Confession: My obsessive-compulsive tendencies got the better of me yesterday, as I went through eight years’ worth of Song of the Day posts fixing videos that had expired or had been removed. (If my math is correct, that's 2080 posts.) Don't get me wrong, though. Although I'm not sure how many of my readers enjoy my music posts, I was in heaven remembering all of the songs I have selected over the years -- and the stories behind them. Although I didn't remember this, it turns out, surprise, Blondie was my first Song of the Day -- "Atomic" was posted June 4, 2012 -- and I haven't looked back, using the daily feature as a vehicle to share new and old music, concert memories and the like.

This week a reader sent me a article from the Guardian about the making of Prefab Sprout's "Steve McQueen" -- or "Two Wheels Good," as I knew it the summer I graduated from high school in the U.S. -- featuring interviews with singer/songwriter Paddy McAloon and producer Thomas Dolby.

I was completely blown away the first time I played it. Their debut EP -- my brother Bill brought home ""Lions in My Own Garden (Exit Someone)" from college -- and album ("Swoon") were quirky and intriguing. But the sophomore album was like nothing I'd ever heard before, so lush and anthemic -- who could write a song how bored angels must get?! -- with all of the wordplay and cleverness of Lloyd Cole, completely affected yet somehow less pretentious. (Perhaps inevitably for an 18-year-old aspiring pseudo intellectual, I foolishly tried to imitate McAloon's stream-of-consciousness writing style in a poetry class that fall that left my professor scratching his head. "This is truly awful," Kenny.)

I could have picked any of the songs from the album for today -- "Faron Young," "Bonny," "When Love Breaks Down" are all classics -- but went with "Johnny Johnny," which was what the epic "Goodbye Lucille #1" was renamed when the label decided to release it as a single.

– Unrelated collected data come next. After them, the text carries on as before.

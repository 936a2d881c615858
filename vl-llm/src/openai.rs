use crate::backend::{ChatBackend, ChatRequest};
use crate::error::{LlmError, Result};
use crate::types::{ChatMessage, ChatResponse, FinishReason, Role, ToolCall, ToolDefinition, Usage};
use async_trait::async_trait;
use serde::{Deserialize, Serialize};
use std::time::Instant;

pub(crate) const OPENAI_API_BASE: &str = "https://api.openai.com/v1";
pub(crate) const GROQ_API_BASE: &str = "https://api.groq.com/openai/v1";

/// Client for any OpenAI-compatible `chat/completions` endpoint.
///
/// Groq exposes the same wire format, so it is served by this backend with a
/// different base URL.
#[derive(Clone)]
pub struct OpenAiBackend {
    http: reqwest::Client,
    api_key: String,
    base_url: String,
}

impl OpenAiBackend {
    pub fn new(http: reqwest::Client, api_key: &str, base_url: &str) -> Self {
        Self {
            http,
            api_key: api_key.to_string(),
            base_url: base_url.trim_end_matches('/').to_string(),
        }
    }

    pub fn openai(http: reqwest::Client, api_key: &str) -> Self {
        Self::new(http, api_key, OPENAI_API_BASE)
    }

    pub fn groq(http: reqwest::Client, api_key: &str) -> Self {
        Self::new(http, api_key, GROQ_API_BASE)
    }

    fn completions_url(&self) -> String {
        format!("{}/chat/completions", self.base_url)
    }
}

#[async_trait]
impl ChatBackend for OpenAiBackend {
    #[tracing::instrument(level = "info", skip_all, fields(model = %request.model))]
    async fn create(&self, request: &ChatRequest<'_>) -> Result<ChatResponse> {
        let req = OpenAiChatRequest::new(request);
        let started = Instant::now();

        let response = self
            .http
            .post(self.completions_url())
            .bearer_auth(&self.api_key)
            .json(&req)
            .send()
            .await?;

        let status = response.status();
        let body = response.text().await?;
        tracing::debug!(
            %status,
            latency_ms = started.elapsed().as_millis() as u64,
            body_len = body.len(),
            "openai-compatible chat completed"
        );
        if !status.is_success() {
            return Err(LlmError::Backend(format!(
                "openai chat status={status} body={body}"
            )));
        }

        let parsed: OpenAiChatResponse = serde_json::from_str(&body)?;
        parsed.try_into()
    }
}

#[derive(Debug, Serialize)]
struct OpenAiChatRequest {
    model: String,
    messages: Vec<OpenAiMessage>,
    temperature: f32,
    max_tokens: u32,
    #[serde(skip_serializing_if = "Vec::is_empty")]
    tools: Vec<ToolDefinition>,
    #[serde(skip_serializing_if = "Option::is_none")]
    tool_choice: Option<String>,
    #[serde(flatten)]
    extra: serde_json::Map<String, serde_json::Value>,
}

impl OpenAiChatRequest {
    fn new(request: &ChatRequest<'_>) -> Self {
        let mut messages = Vec::with_capacity(request.messages.len() + 1);
        if let Some(system) = request.system {
            messages.push(to_openai_message(&ChatMessage::system(system)));
        }
        messages.extend(request.messages.iter().map(to_openai_message));

        // ToolDefinition already serializes in the OpenAI function envelope.
        let tools = request.tools.to_vec();
        let tool_choice = if tools.is_empty() {
            None
        } else {
            Some("auto".to_string())
        };

        Self {
            model: request.model.to_string(),
            messages,
            temperature: request.temperature,
            max_tokens: request.max_tokens,
            tools,
            tool_choice,
            extra: request.extra.clone(),
        }
    }
}

#[derive(Debug, Serialize)]
struct OpenAiMessage {
    role: String,
    #[serde(skip_serializing_if = "Option::is_none")]
    content: Option<String>,
    #[serde(skip_serializing_if = "Vec::is_empty")]
    tool_calls: Vec<OpenAiToolCall>,
    #[serde(skip_serializing_if = "Option::is_none")]
    tool_call_id: Option<String>,
}

#[derive(Debug, Serialize)]
struct OpenAiToolCall {
    id: String,
    r#type: String,
    function: OpenAiToolFunctionCall,
}

#[derive(Debug, Serialize)]
struct OpenAiToolFunctionCall {
    name: String,
    arguments: String,
}

fn to_openai_message(m: &ChatMessage) -> OpenAiMessage {
    let role = match m.role {
        Role::System => "system",
        Role::User => "user",
        Role::Assistant => "assistant",
        Role::Tool => "tool",
    };
    OpenAiMessage {
        role: role.to_string(),
        // Only a tool-calling assistant turn may go without content.
        content: if m.role == Role::Assistant && !m.tool_calls.is_empty() && m.content.is_empty() {
            None
        } else {
            Some(m.content.clone())
        },
        tool_calls: m
            .tool_calls
            .iter()
            .map(|tc| OpenAiToolCall {
                id: tc.id.clone(),
                r#type: "function".to_string(),
                function: OpenAiToolFunctionCall {
                    name: tc.name.clone(),
                    arguments: tc.arguments.clone(),
                },
            })
            .collect(),
        tool_call_id: m.tool_call_id.clone(),
    }
}

#[derive(Debug, Deserialize)]
struct OpenAiChatResponse {
    choices: Vec<OpenAiChoice>,
    #[serde(default)]
    usage: Option<OpenAiUsage>,
}

#[derive(Debug, Deserialize)]
struct OpenAiChoice {
    message: OpenAiChoiceMessage,
    #[serde(default)]
    finish_reason: Option<String>,
}

#[derive(Debug, Deserialize)]
struct OpenAiChoiceMessage {
    #[serde(default)]
    content: Option<String>,
    #[serde(default)]
    tool_calls: Vec<OpenAiChoiceToolCall>,
}

#[derive(Debug, Deserialize)]
struct OpenAiChoiceToolCall {
    id: String,
    #[serde(default)]
    function: OpenAiChoiceToolCallFunction,
}

#[derive(Debug, Deserialize, Default)]
struct OpenAiChoiceToolCallFunction {
    #[serde(default)]
    name: String,
    #[serde(default)]
    arguments: String,
}

#[derive(Debug, Default, Deserialize)]
struct OpenAiUsage {
    #[serde(default)]
    prompt_tokens: u32,
    #[serde(default)]
    completion_tokens: u32,
}

impl TryFrom<OpenAiChatResponse> for ChatResponse {
    type Error = LlmError;

    fn try_from(v: OpenAiChatResponse) -> Result<Self> {
        let choice = v.choices.into_iter().next().ok_or_else(|| {
            LlmError::ResponseFormat("openai response missing choices".to_string())
        })?;

        let usage = v.usage.unwrap_or_default();

        let tool_calls = choice
            .message
            .tool_calls
            .into_iter()
            .map(|tc| ToolCall {
                id: tc.id,
                name: tc.function.name,
                arguments: tc.function.arguments,
            })
            .collect();

        Ok(ChatResponse {
            message: ChatMessage {
                role: Role::Assistant,
                content: choice.message.content.unwrap_or_default(),
                tool_calls,
                tool_call_id: None,
            },
            usage: Usage {
                input_tokens: usage.prompt_tokens,
                output_tokens: usage.completion_tokens,
            },
            finish_reason: FinishReason::from_provider(
                choice.finish_reason.as_deref().unwrap_or("unknown"),
            ),
        })
    }
}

McAloon says it was written in waltz time, but turned into something serious, which is an understatement to young lovers everywhere. (The lyrics "You're not the first, but it hurts/Life's not complete till your heart's missed a beat/And you'll never make it up, or turn back the clock/No you won't, no you won't" sure came in handy when Derek broke my heart three years later.)

"Most breakup songs were sad or accusatory," McAloon recalled, "but I straddled the viewpoints of both the intense guy and the girl breaking up with him." ('She’s a person too" probably seemed like quite a concession, even in 1985!)

Read Dave Simpson's fun piece HERE.

Read my 2009 ode to Prefab Sprout HERE.



“Steve McQueen” turned 35 on June 22. Remastered vinyl versions of Prefab Sprout’s albums are available on Sony.

2 comments:

Henry Holland said...

I love your music posts. I have different musical tastes than you --I'm more in to loud guitars, opera and jazz- but there's been a lot of really good songs I might have heard once years ago that it was nice to hear again.

tobyweiss.com said...

>Although I'm not sure how many of my readers enjoy my music posts, I was in heaven remembering all of the songs I have selected over the years <

I live for all of them, as it's like a conversation between "twin sons of different mothers." Including this one.